- _What the task requires_: Your answer should consist of the lines below that hold the word "RegistrationRequest".
= = =
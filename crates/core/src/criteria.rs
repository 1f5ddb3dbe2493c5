//! Search criteria supplied by the job seeker.
//!
//! [`SearchCriteria`] is an immutable value: every run receives its own copy.
//! Callers that want to change some fields build a [`CriteriaUpdate`] and
//! call [`SearchCriteria::merged`], which returns a fresh value and leaves the
//! original untouched.

use serde::{Deserialize, Serialize};

/// Fields a caller must supply for a meaningful search.
pub const REQUIRED_FIELDS: [&str; 4] = ["job_title", "location", "experience_level", "skills"];

/// Fields that refine the search and default to empty text.
pub const OPTIONAL_FIELDS: [&str; 4] = [
    "career_goals",
    "preferred_industry",
    "salary_range",
    "user_preferences",
];

/// What the job seeker is looking for.
///
/// All fields are plain text. Nothing is validated beyond presence: an empty
/// required field simply flows into the prompts as empty text.
#[derive(Debug, Clone, Default, PartialEq, Eq, Serialize, Deserialize)]
pub struct SearchCriteria {
    pub job_title: String,
    pub location: String,
    pub experience_level: String,
    pub skills: String,

    #[serde(default)]
    pub career_goals: String,
    #[serde(default)]
    pub preferred_industry: String,
    #[serde(default)]
    pub salary_range: String,
    #[serde(default)]
    pub user_preferences: String,
}

impl SearchCriteria {
    /// Criteria with the four required fields set and every optional field empty.
    pub fn new(
        job_title: impl Into<String>,
        location: impl Into<String>,
        experience_level: impl Into<String>,
        skills: impl Into<String>,
    ) -> Self {
        Self {
            job_title: job_title.into(),
            location: location.into(),
            experience_level: experience_level.into(),
            skills: skills.into(),
            ..Self::default()
        }
    }

    pub fn with_career_goals(mut self, value: impl Into<String>) -> Self {
        self.career_goals = value.into();
        self
    }

    pub fn with_preferred_industry(mut self, value: impl Into<String>) -> Self {
        self.preferred_industry = value.into();
        self
    }

    pub fn with_salary_range(mut self, value: impl Into<String>) -> Self {
        self.salary_range = value.into();
        self
    }

    pub fn with_user_preferences(mut self, value: impl Into<String>) -> Self {
        self.user_preferences = value.into();
        self
    }

    /// Return a new value with every field present in `update` replaced.
    ///
    /// Fields absent from the update keep their current values.
    pub fn merged(&self, update: &CriteriaUpdate) -> Self {
        fn pick(new: &Option<String>, old: &str) -> String {
            new.clone().unwrap_or_else(|| old.to_string())
        }

        Self {
            job_title: pick(&update.job_title, &self.job_title),
            location: pick(&update.location, &self.location),
            experience_level: pick(&update.experience_level, &self.experience_level),
            skills: pick(&update.skills, &self.skills),
            career_goals: pick(&update.career_goals, &self.career_goals),
            preferred_industry: pick(&update.preferred_industry, &self.preferred_industry),
            salary_range: pick(&update.salary_range, &self.salary_range),
            user_preferences: pick(&update.user_preferences, &self.user_preferences),
        }
    }
}

/// A strongly-typed partial update of [`SearchCriteria`].
///
/// Deserializes from a JSON object whose keys match the criteria field names.
/// Unknown keys are ignored; a known key with a non-string value is rejected
/// before anything is merged.
#[derive(Debug, Clone, Default, PartialEq, Eq, Serialize, Deserialize)]
#[serde(default)]
pub struct CriteriaUpdate {
    #[serde(skip_serializing_if = "Option::is_none")]
    pub job_title: Option<String>,
    #[serde(skip_serializing_if = "Option::is_none")]
    pub location: Option<String>,
    #[serde(skip_serializing_if = "Option::is_none")]
    pub experience_level: Option<String>,
    #[serde(skip_serializing_if = "Option::is_none")]
    pub skills: Option<String>,
    #[serde(skip_serializing_if = "Option::is_none")]
    pub career_goals: Option<String>,
    #[serde(skip_serializing_if = "Option::is_none")]
    pub preferred_industry: Option<String>,
    #[serde(skip_serializing_if = "Option::is_none")]
    pub salary_range: Option<String>,
    #[serde(skip_serializing_if = "Option::is_none")]
    pub user_preferences: Option<String>,
}

impl CriteriaUpdate {
    /// True when no field would change.
    pub fn is_empty(&self) -> bool {
        *self == Self::default()
    }
}
//! Registration with the agent discovery platform.
//!
//! The agent advertises a fixed parameter schema so remote callers know which
//! criteria fields they may send. The platform answers with an opaque JSON
//! document; only its `address` field is ever read.

use std::collections::BTreeMap;
use std::time::Duration;

use async_trait::async_trait;
use jobcrew_config::RegistrationConfig;
use jobcrew_core::criteria::{OPTIONAL_FIELDS, REQUIRED_FIELDS};
use serde::{Deserialize, Serialize};
use tracing::{debug, info};

/// Type and presence of one advertised parameter.
#[derive(Debug, Clone, PartialEq, Eq, Serialize, Deserialize)]
pub struct ParameterSpec {
    #[serde(rename = "type")]
    pub kind: String,
    pub required: bool,
}

/// Parameter name → spec, serialized as a JSON object.
#[derive(Debug, Clone, PartialEq, Eq, Serialize, Deserialize)]
#[serde(transparent)]
pub struct ParameterSchema(BTreeMap<String, ParameterSpec>);

impl ParameterSchema {
    /// The schema for search criteria: four required and four optional
    /// string parameters.
    pub fn search_criteria() -> Self {
        let spec = |required| ParameterSpec {
            kind: "str".into(),
            required,
        };
        let params = REQUIRED_FIELDS
            .iter()
            .map(|name| (name.to_string(), spec(true)))
            .chain(OPTIONAL_FIELDS.iter().map(|name| (name.to_string(), spec(false))))
            .collect();
        Self(params)
    }
}

/// Everything the platform needs to list and reach the agent.
#[derive(Debug, Clone, Serialize)]
pub struct RegistrationRequest {
    pub name: String,
    pub port: u16,
    pub description: String,
    /// Sent as a bearer token, never in the body.
    #[serde(skip_serializing)]
    pub api_token: String,
    pub mailbox: bool,
    pub parameters: ParameterSchema,
    pub example_query: String,
}

impl RegistrationRequest {
    pub fn from_config(config: &RegistrationConfig, api_token: impl Into<String>) -> Self {
        Self {
            name: config.name.clone(),
            port: config.port,
            description: config.description.clone(),
            api_token: api_token.into(),
            mailbox: config.mailbox,
            parameters: ParameterSchema::search_criteria(),
            example_query: config.example_query.clone(),
        }
    }
}

/// The platform's answer, kept as raw JSON.
#[derive(Debug, Clone, PartialEq)]
pub struct RegistrationOutcome(pub serde_json::Value);

impl RegistrationOutcome {
    pub fn address(&self) -> Option<&str> {
        self.0.get("address").and_then(|a| a.as_str())
    }

    pub fn raw(&self) -> &serde_json::Value {
        &self.0
    }
}

#[derive(Debug, thiserror::Error)]
pub enum RegistrationError {
    #[error("Registration request failed: {0}")]
    Transport(String),

    #[error("Registration rejected (status {status}): {body}")]
    Rejected { status: u16, body: String },

    #[error("Invalid registration response: {0}")]
    InvalidResponse(String),
}

/// The external registration mechanism.
#[async_trait]
pub trait Registrar: Send + Sync {
    async fn register(
        &self,
        request: &RegistrationRequest,
    ) -> Result<RegistrationOutcome, RegistrationError>;
}

/// Registers over HTTPS with a bearer token.
pub struct HttpRegistrar {
    endpoint: String,
    client: reqwest::Client,
}

impl HttpRegistrar {
    pub fn new(endpoint: impl Into<String>) -> Self {
        let client = reqwest::Client::builder()
            .timeout(Duration::from_secs(30))
            .build()
            .unwrap_or_else(|_| reqwest::Client::new());

        Self {
            endpoint: endpoint.into(),
            client,
        }
    }
}

#[async_trait]
impl Registrar for HttpRegistrar {
    async fn register(
        &self,
        request: &RegistrationRequest,
    ) -> Result<RegistrationOutcome, RegistrationError> {
        debug!(endpoint = %self.endpoint, name = %request.name, "Sending registration");

        let response = self
            .client
            .post(&self.endpoint)
            .bearer_auth(&request.api_token)
            .json(request)
            .send()
            .await
            .map_err(|e| RegistrationError::Transport(e.to_string()))?;

        let status = response.status();
        if !status.is_success() {
            let body = response.text().await.unwrap_or_default();
            return Err(RegistrationError::Rejected {
                status: status.as_u16(),
                body,
            });
        }

        let value: serde_json::Value = response
            .json()
            .await
            .map_err(|e| RegistrationError::InvalidResponse(e.to_string()))?;

        info!(name = %request.name, "Registration accepted");
        Ok(RegistrationOutcome(value))
    }
}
= = =
- _Final answer_:
pub struct RegistrationRequest {
impl RegistrationRequest {
        request: &RegistrationRequest,
        request: &RegistrationRequest,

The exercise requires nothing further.